表裏一体。禁断乃恋。




そろそろと教室のドアを開けば、音楽室とはまた違った雰囲気の部屋が現れる。


見渡す限り外国語の本だらけ。


英語科研究室とは言っても、他の言語(韓国語・ロシア語・中国語など)の授業もあるため、そういった本も見られる。


部屋の少し奥には本棚に囲まれるようにして、机が4つ、2つずつ向い合せに並んでる。


その1つに先生は座っていた。


「遅ぇ。もう5分だけど。」


「・・・・・・すいません。

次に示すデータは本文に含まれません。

//! Profile Page
//!
//! Profile details on the left, preferences on the right. Each side saves on
//! its own with Enter.

use crate::app::{App, ProfileField};
use crate::profile::profile_field;
use ratatui::{
    layout::{Constraint, Direction, Layout, Rect},
    style::{Color, Modifier, Style},
    text::{Line, Span},
    widgets::{Block, Borders, Paragraph, Wrap},
    Frame,
};

fn label_style(focused: bool) -> Style {
    if focused {
        Style::default()
            .fg(Color::Yellow)
            .add_modifier(Modifier::BOLD)
    } else {
        Style::default().fg(Color::DarkGray)
    }
}

fn section(title: &str, active: bool) -> Block<'static> {
    let color = if active { Color::Cyan } else { Color::DarkGray };
    Block::default()
        .borders(Borders::ALL)
        .border_style(Style::default().fg(color))
        .title(Span::styled(
            format!(" {} ", title),
            Style::default().fg(color).add_modifier(Modifier::BOLD),
        ))
}

fn checkbox(on: bool) -> &'static str {
    if on {
        "[x]"
    } else {
        "[ ]"
    }
}

pub fn render(f: &mut Frame, app: &App, area: Rect) {
    let state = &app.profile_form;
    let profile = &app.config.profile;

    let columns = Layout::default()
        .direction(Direction::Horizontal)
        .constraints([Constraint::Percentage(55), Constraint::Percentage(45)])
        .split(area);

    // Profile details
    let mut lines = vec![
        Line::from(""),
        Line::from(vec![
            Span::styled(
                format!(" {} ", profile.initials()),
                Style::default()
                    .fg(Color::Black)
                    .bg(Color::Cyan)
                    .add_modifier(Modifier::BOLD),
            ),
            Span::styled(
                format!("  {}", profile.full_name),
                Style::default().fg(Color::White).add_modifier(Modifier::BOLD),
            ),
        ]),
        Line::from(""),
    ];

    let text_fields = [
        (
            ProfileField::FullName,
            "Full name",
            &state.details.full_name,
            profile_field::FULL_NAME,
        ),
        (ProfileField::Bio, "Bio", &state.details.bio, profile_field::BIO),
    ];
    for (field, label, value, key) in text_fields {
        let focused = state.focused == field;
        let cursor = if focused { "_" } else { "" };
        lines.push(Line::from(vec![
            Span::styled(format!(" {:<11}", label), label_style(focused)),
            Span::styled(format!("{}{}", value, cursor), Style::default().fg(Color::White)),
        ]));
        if let Some(message) = state.errors.for_field(key) {
            lines.push(Line::from(Span::styled(
                format!(" {:<11}{}", "", message),
                Style::default().fg(Color::Red),
            )));
        }
    }
    lines.push(Line::from(vec![
        Span::styled(format!(" {:<11}", "Email"), label_style(false)),
        Span::styled(profile.email.as_str(), Style::default().fg(Color::Gray)),
    ]));
    lines.push(Line::from(""));
    lines.push(Line::from(Span::styled(
        " Enter: save profile",
        Style::default().fg(Color::DarkGray),
    )));

    let details_active = state.focused.is_text();
    let details = Paragraph::new(lines)
        .wrap(Wrap { trim: false })
        .block(section("Profile", details_active));
    f.render_widget(details, columns[0]);

    // Preferences
    let prefs = &state.preferences;
    let rows = [
        (ProfileField::Theme, "Theme", format!("< {} >", prefs.theme.as_str())),
        (
            ProfileField::EmailMarketing,
            "Marketing emails",
            checkbox(prefs.email_marketing).to_string(),
        ),
        (
            ProfileField::EmailActivity,
            "Activity emails",
            checkbox(prefs.email_activity).to_string(),
        ),
        (
            ProfileField::PushUpdates,
            "Push updates",
            checkbox(prefs.push_updates).to_string(),
        ),
    ];

    let mut lines = vec![Line::from("")];
    for (field, label, value) in rows {
        let focused = state.focused == field;
        let marker = if focused { " > " } else { "   " };
        lines.push(Line::from(vec![
            Span::styled(marker, label_style(focused)),
            Span::styled(format!("{:<18}", label), label_style(focused)),
            Span::styled(value, Style::default().fg(Color::White)),
        ]));
    }
    lines.push(Line::from(""));
    lines.push(Line::from(Span::styled(
        " ←/→ or Space: change  Enter: save preferences",
        Style::default().fg(Color::DarkGray),
    )));

    let preferences = Paragraph::new(lines)
        .wrap(Wrap { trim: false })
        .block(section("Preferences", !details_active));
    f.render_widget(preferences, columns[1]);
}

」


「え、なにその間?なんか文句ある?」


「いいえ、全然ありません。」


いつも以上に機嫌の悪い先生は、ドカッと机に足を乗っけてあたしを睨む。


な、なんでこんな最上級に不機嫌なわけ?


あたしなんかしたかしら?


・・・ってかなんであたしが焦らなきゃなんないのよ!!


しかも生徒に向かって文句あるってどういう言い草!?


そもそもどう考えったって外から1分で来れるわけないってのよ!!


ほんっとに・・・・・どこまで性格悪いのよ。


「・・・の割には不満そうな顔だな。」


椅子ごと体を反らせるようにしてじっとあたしの顔を見つめる。


この人に対する恐怖感というか嫌悪感というか・・・が、顔に出てしまっていたようで。